TASK PROMPT
Nothing in the records may be dropped or altered when you repeat them.

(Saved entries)
//! Character frame that a view draws into before it reaches the terminal.

/// 24-bit RGB color.
#[derive(Debug, Clone, Copy, PartialEq, Eq, Default)]
pub struct Rgb {
    pub r: u8,
    pub g: u8,
    pub b: u8,
}

impl Rgb {
    pub const fn new(r: u8, g: u8, b: u8) -> Self {
        Self { r, g, b }
    }

    /// Parse `#RRGGBB`
    pub fn from_hex(hex: &str) -> Option<Self> {
        let hex = hex.strip_prefix('#')?;
        if hex.len() != 6 {
            return None;
        }
        let channel = |i: usize| u8::from_str_radix(hex.get(i..i + 2)?, 16).ok();
        Some(Self::new(channel(0)?, channel(2)?, channel(4)?))
    }
}

/// One styled terminal character.
#[derive(Debug, Clone, Copy, PartialEq, Eq)]
pub struct Glyph {
    pub ch: char,
    pub fg: Rgb,
    pub bg: Rgb,
    pub bold: bool,
}

impl Glyph {
    pub const fn new(ch: char, fg: Rgb, bg: Rgb) -> Self {
        Self {
            ch,
            fg,
            bg,
            bold: false,
        }
    }

    pub const fn bold(self) -> Self {
        Self { bold: true, ..self }
    }
}

impl Default for Glyph {
    fn default() -> Self {
        Self::new(' ', Rgb::new(220, 220, 220), Rgb::new(0, 0, 0))
    }
}

/// Fixed-size grid of glyphs, row-major.
#[derive(Debug, Clone, PartialEq, Eq)]
pub struct Frame {
    width: u16,
    height: u16,
    glyphs: Vec<Glyph>,
}

impl Frame {
    pub fn new(width: u16, height: u16) -> Self {
        Self {
            width,
            height,
            glyphs: vec![Glyph::default(); width as usize * height as usize],
        }
    }

    pub fn width(&self) -> u16 {
        self.width
    }

    pub fn height(&self) -> u16 {
        self.height
    }

    /// Resize and blank the frame, keeping the allocation when possible.
    pub fn reset(&mut self, width: u16, height: u16) {
        self.width = width;
        self.height = height;
        self.glyphs.clear();
        self.glyphs
            .resize(width as usize * height as usize, Glyph::default());
    }

    pub fn get(&self, x: u16, y: u16) -> Option<Glyph> {
        if x >= self.width || y >= self.height {
            return None;
        }
        Some(self.glyphs[y as usize * self.width as usize + x as usize])
    }

    /// Out-of-frame writes are dropped.
    pub fn put(&mut self, x: u16, y: u16, glyph: Glyph) {
        if x < self.width && y < self.height {
            self.glyphs[y as usize * self.width as usize + x as usize] = glyph;
        }
    }

    /// Write `text` left to right in one style, clipped at the right edge.
    pub fn put_str(&mut self, x: u16, y: u16, text: &str, style: Glyph) {
        for (i, ch) in text.chars().enumerate() {
            let Some(cx) = x.checked_add(i as u16) else {
                break;
            };
            self.put(cx, y, Glyph { ch, ..style });
        }
    }

    /// Row `y` as text, for tests and debugging.
    pub fn row_text(&self, y: u16) -> String {
        (0..self.width)
            .filter_map(|x| self.get(x, y))
            .map(|g| g.ch)
            .collect()
    }
}

#[cfg(test)]
mod tests {
    use super::*;

    #[test]
    fn hex_colors_parse() {
        assert_eq!(Rgb::from_hex("#FF4500"), Some(Rgb::new(255, 69, 0)));
        assert_eq!(Rgb::from_hex("FF4500"), None);
        assert_eq!(Rgb::from_hex("#FFF"), None);
    }

    #[test]
    fn put_str_clips_at_edge() {
        let mut frame = Frame::new(4, 1);
        frame.put_str(2, 0, "abc", Glyph::default());
        assert_eq!(frame.row_text(0), "  ab");
    }

    #[test]
    fn reset_blanks_and_resizes() {
        let mut frame = Frame::new(2, 2);
        frame.put(1, 1, Glyph::default().bold());
        frame.reset(3, 1);
        assert_eq!((frame.width(), frame.height()), (3, 1));
        assert_eq!(frame.get(1, 0), Some(Glyph::default()));
        assert_eq!(frame.get(0, 1), None);
    }
}
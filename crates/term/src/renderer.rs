//! TerminalRenderer: flushes a [`Frame`] to a real terminal.
//!
//! Each changed frame is a full redraw. A frame identical to the previous one
//! produces no output at all.

use std::io::{self, Write};

use anyhow::Result;
use crossterm::{
    cursor,
    style::{
        Attribute, Color, Print, ResetColor, SetAttribute, SetBackgroundColor, SetForegroundColor,
    },
    terminal, QueueableCommand,
};

use crate::frame::{Frame, Glyph, Rgb};

pub struct TerminalRenderer {
    stdout: io::Stdout,
    last: Option<Frame>,
    buf: Vec<u8>,
}

impl TerminalRenderer {
    pub fn new() -> Self {
        Self {
            stdout: io::stdout(),
            last: None,
            buf: Vec::with_capacity(16 * 1024),
        }
    }

    pub fn enter(&mut self) -> Result<()> {
        terminal::enable_raw_mode()?;
        self.buf.clear();
        self.buf.queue(terminal::EnterAlternateScreen)?;
        self.buf.queue(cursor::Hide)?;
        self.buf.queue(terminal::DisableLineWrap)?;
        self.flush_buf()
    }

    pub fn exit(&mut self) -> Result<()> {
        self.buf.clear();
        self.buf.queue(ResetColor)?;
        self.buf.queue(SetAttribute(Attribute::Reset))?;
        self.buf.queue(terminal::EnableLineWrap)?;
        self.buf.queue(cursor::Show)?;
        self.buf.queue(terminal::LeaveAlternateScreen)?;
        self.flush_buf()?;
        terminal::disable_raw_mode()?;
        Ok(())
    }

    /// Force the next draw to redraw even if the frame is unchanged (resize).
    pub fn invalidate(&mut self) {
        self.last = None;
    }

    /// Draw `frame` unless it matches the last one drawn. Returns whether
    /// anything was written.
    pub fn draw(&mut self, frame: &Frame) -> Result<bool> {
        if self.last.as_ref() == Some(frame) {
            return Ok(false);
        }
        self.buf.clear();
        encode_frame_into(frame, &mut self.buf)?;
        self.flush_buf()?;
        match &mut self.last {
            Some(last) => last.clone_from(frame),
            None => self.last = Some(frame.clone()),
        }
        Ok(true)
    }

    fn flush_buf(&mut self) -> Result<()> {
        self.stdout.write_all(&self.buf)?;
        self.stdout.flush()?;
        Ok(())
    }
}

impl Default for TerminalRenderer {
    fn default() -> Self {
        Self::new()
    }
}

/// Encode a full redraw of `frame` as crossterm commands into `out`.
pub fn encode_frame_into(frame: &Frame, out: &mut Vec<u8>) -> Result<()> {
    out.queue(terminal::Clear(terminal::ClearType::All))?;
    out.queue(cursor::MoveTo(0, 0))?;

    let mut style: Option<(Rgb, Rgb, bool)> = None;
    for y in 0..frame.height() {
        for x in 0..frame.width() {
            let glyph = frame.get(x, y).unwrap_or_default();
            let next = (glyph.fg, glyph.bg, glyph.bold);
            if style != Some(next) {
                apply_style_into(out, glyph)?;
                style = Some(next);
            }
            out.queue(Print(glyph.ch))?;
        }
        if y + 1 < frame.height() {
            out.queue(Print("\r\n"))?;
        }
    }

    out.queue(ResetColor)?;
    out.queue(SetAttribute(Attribute::Reset))?;
    Ok(())
}

fn apply_style_into(out: &mut Vec<u8>, glyph: Glyph) -> Result<()> {
    out.queue(SetAttribute(Attribute::Reset))?;
    out.queue(SetForegroundColor(to_color(glyph.fg)))?;
    out.queue(SetBackgroundColor(to_color(glyph.bg)))?;
    if glyph.bold {
        out.queue(SetAttribute(Attribute::Bold))?;
    }
    Ok(())
}

fn to_color(rgb: Rgb) -> Color {
    Color::Rgb {
        r: rgb.r,
        g: rgb.g,
        b: rgb.b,
    }
}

EXERCISE ANSWER
//! Character frame that a view draws into before it reaches the terminal.

/// 24-bit RGB color.
#[derive(Debug, Clone, Copy, PartialEq, Eq, Default)]
pub struct Rgb {
    pub r: u8,
    pub g: u8,
    pub b: u8,
}

impl Rgb {
    pub const fn new(r: u8, g: u8, b: u8) -> Self {
        Self { r, g, b }
    }

    /// Parse `#RRGGBB`
    pub fn from_hex(hex: &str) -> Option<Self> {
        let hex = hex.strip_prefix('#')?;
        if hex.len() != 6 {
            return None;
        }
        let channel = |i: usize| u8::from_str_radix(hex.get(i..i + 2)?, 16).ok();
        Some(Self::new(channel(0)?, channel(2)?, channel(4)?))
    }
}

/// One styled terminal character.
#[derive(Debug, Clone, Copy, PartialEq, Eq)]
pub struct Glyph {
    pub ch: char,
    pub fg: Rgb,
    pub bg: Rgb,
    pub bold: bool,
}

impl Glyph {
    pub const fn new(ch: char, fg: Rgb, bg: Rgb) -> Self {
        Self {
            ch,
            fg,
            bg,
            bold: false,
        }
    }

    pub const fn bold(self) -> Self {
        Self { bold: true, ..self }
    }
}

impl Default for Glyph {
    fn default() -> Self {
        Self::new(' ', Rgb::new(220, 220, 220), Rgb::new(0, 0, 0))
    }
}

/// Fixed-size grid of glyphs, row-major.
#[derive(Debug, Clone, PartialEq, Eq)]
pub struct Frame {
    width: u16,
    height: u16,
    glyphs: Vec<Glyph>,
}

impl Frame {
    pub fn new(width: u16, height: u16) -> Self {
        Self {
            width,
            height,
            glyphs: vec![Glyph::default(); width as usize * height as usize],
        }
    }

    pub fn width(&self) -> u16 {
        self.width
    }

    pub fn height(&self) -> u16 {
        self.height
    }

    /// Resize and blank the frame, keeping the allocation when possible.
    pub fn reset(&mut self, width: u16, height: u16) {
        self.width = width;
        self.height = height;
        self.glyphs.clear();
        self.glyphs
            .resize(width as usize * height as usize, Glyph::default());
    }

    pub fn get(&self, x: u16, y: u16) -> Option<Glyph> {
        if x >= self.width || y >= self.height {
            return None;
        }
        Some(self.glyphs[y as usize * self.width as usize + x as usize])
    }

    /// Out-of-frame writes are dropped.
    pub fn put(&mut self, x: u16, y: u16, glyph: Glyph) {
        if x < self.width && y < self.height {
            self.glyphs[y as usize * self.width as usize + x as usize] = glyph;
        }
    }

    /// Write `text` left to right in one style, clipped at the right edge.
    pub fn put_str(&mut self, x: u16, y: u16, text: &str, style: Glyph) {
        for (i, ch) in text.chars().enumerate() {
            let Some(cx) = x.checked_add(i as u16) else {
                break;
            };
            self.put(cx, y, Glyph { ch, ..style });
        }
    }

    /// Row `y` as text, for tests and debugging.
    pub fn row_text(&self, y: u16) -> String {
        (0..self.width)
            .filter_map(|x| self.get(x, y))
            .map(|g| g.ch)
            .collect()
    }
}

#[cfg(test)]
mod tests {
    use super::*;

    #[test]
    fn hex_colors_parse() {
        assert_eq!(Rgb::from_hex("#FF4500"), Some(Rgb::new(255, 69, 0)));
        assert_eq!(Rgb::from_hex("FF4500"), None);
        assert_eq!(Rgb::from_hex("#FFF"), None);
    }

    #[test]
    fn put_str_clips_at_edge() {
        let mut frame = Frame::new(4, 1);
        frame.put_str(2, 0, "abc", Glyph::default());
        assert_eq!(frame.row_text(0), "  ab");
    }

    #[test]
    fn reset_blanks_and_resizes() {
        let mut frame = Frame::new(2, 2);
        frame.put(1, 1, Glyph::default().bold());
        frame.reset(3, 1);
        assert_eq!((frame.width(), frame.height()), (3, 1));
        assert_eq!(frame.get(1, 0), Some(Glyph::default()));
        assert_eq!(frame.get(0, 1), None);
    }
}
filename crates/term/src/renderer.rs
//! TerminalRenderer: flushes a [`Frame`] to a real terminal.
//!
//! Each changed frame is a full redraw. A frame identical to the previous one
//! produces no output at all.

use std::io::{self, Write};

use anyhow::Result;
use crossterm::{
    cursor,
    style::{
        Attribute, Color, Print, ResetColor, SetAttribute, SetBackgroundColor, SetForegroundColor,
    },
    terminal, QueueableCommand,
};

use crate::frame::{Frame, Glyph, Rgb};

pub struct TerminalRenderer {
    stdout: io::Stdout,
    last: Option<Frame>,
    buf: Vec<u8>,
}

impl TerminalRenderer {
    pub fn new() -> Self {
        Self {
            stdout: io::stdout(),
            last: None,
            buf: Vec::with_capacity(16 * 1024),
        }
    }

    pub fn enter(&mut self) -> Result<()> {
        terminal::enable_raw_mode()?;
        self.buf.clear();
        self.buf.queue(terminal::EnterAlternateScreen)?;
        self.buf.queue(cursor::Hide)?;
        self.buf.queue(terminal::DisableLineWrap)?;
        self.flush_buf()
    }

    pub fn exit(&mut self) -> Result<()> {
        self.buf.clear();
        self.buf.queue(ResetColor)?;
        self.buf.queue(SetAttribute(Attribute::Reset))?;
        self.buf.queue(terminal::EnableLineWrap)?;
        self.buf.queue(cursor::Show)?;
        self.buf.queue(terminal::LeaveAlternateScreen)?;
        self.flush_buf()?;
        terminal::disable_raw_mode()?;
        Ok(())
    }

    /// Force the next draw to redraw even if the frame is unchanged (resize).
    pub fn invalidate(&mut self) {
        self.last = None;
    }

    /// Draw `frame` unless it matches the last one drawn. Returns whether
    /// anything was written.
    pub fn draw(&mut self, frame: &Frame) -> Result<bool> {
        if self.last.as_ref() == Some(frame) {
            return Ok(false);
        }
        self.buf.clear();
        encode_frame_into(frame, &mut self.buf)?;
        self.flush_buf()?;
        match &mut self.last {
            Some(last) => last.clone_from(frame),
            None => self.last = Some(frame.clone()),
        }
        Ok(true)
    }

    fn flush_buf(&mut self) -> Result<()> {
        self.stdout.write_all(&self.buf)?;
        self.stdout.flush()?;
        Ok(())
    }
}

impl Default for TerminalRenderer {
    fn default() -> Self {
        Self::new()
    }
}

/// Encode a full redraw of `frame` as crossterm commands into `out`.
pub fn encode_frame_into(frame: &Frame, out: &mut Vec<u8>) -> Result<()> {
    out.queue(terminal::Clear(terminal::ClearType::All))?;
    out.queue(cursor::MoveTo(0, 0))?;

    let mut style: Option<(Rgb, Rgb, bool)> = None;
    for y in 0..frame.height() {
        for x in 0..frame.width() {
            let glyph = frame.get(x, y).unwrap_or_default();
            let next = (glyph.fg, glyph.bg, glyph.bold);
            if style != Some(next) {
                apply_style_into(out, glyph)?;
                style = Some(next);
            }
            out.queue(Print(glyph.ch))?;
        }
        if y + 1 < frame.height() {
            out.queue(Print("\r\n"))?;
        }
    }

    out.queue(ResetColor)?;
    out.queue(SetAttribute(Attribute::Reset))?;
    Ok(())
}

fn apply_style_into(out: &mut Vec<u8>, glyph: Glyph) -> Result<()> {
    out.queue(SetAttribute(Attribute::Reset))?;
    out.queue(SetForegroundColor(to_color(glyph.fg)))?;
    out.queue(SetBackgroundColor(to_color(glyph.bg)))?;
    if glyph.bold {
        out.queue(SetAttribute(Attribute::Bold))?;
    }
    Ok(())
}

fn to_color(rgb: Rgb) -> Color {
    Color::Rgb {
        r: rgb.r,
        g: rgb.g,
        b: rgb.b,
    }
}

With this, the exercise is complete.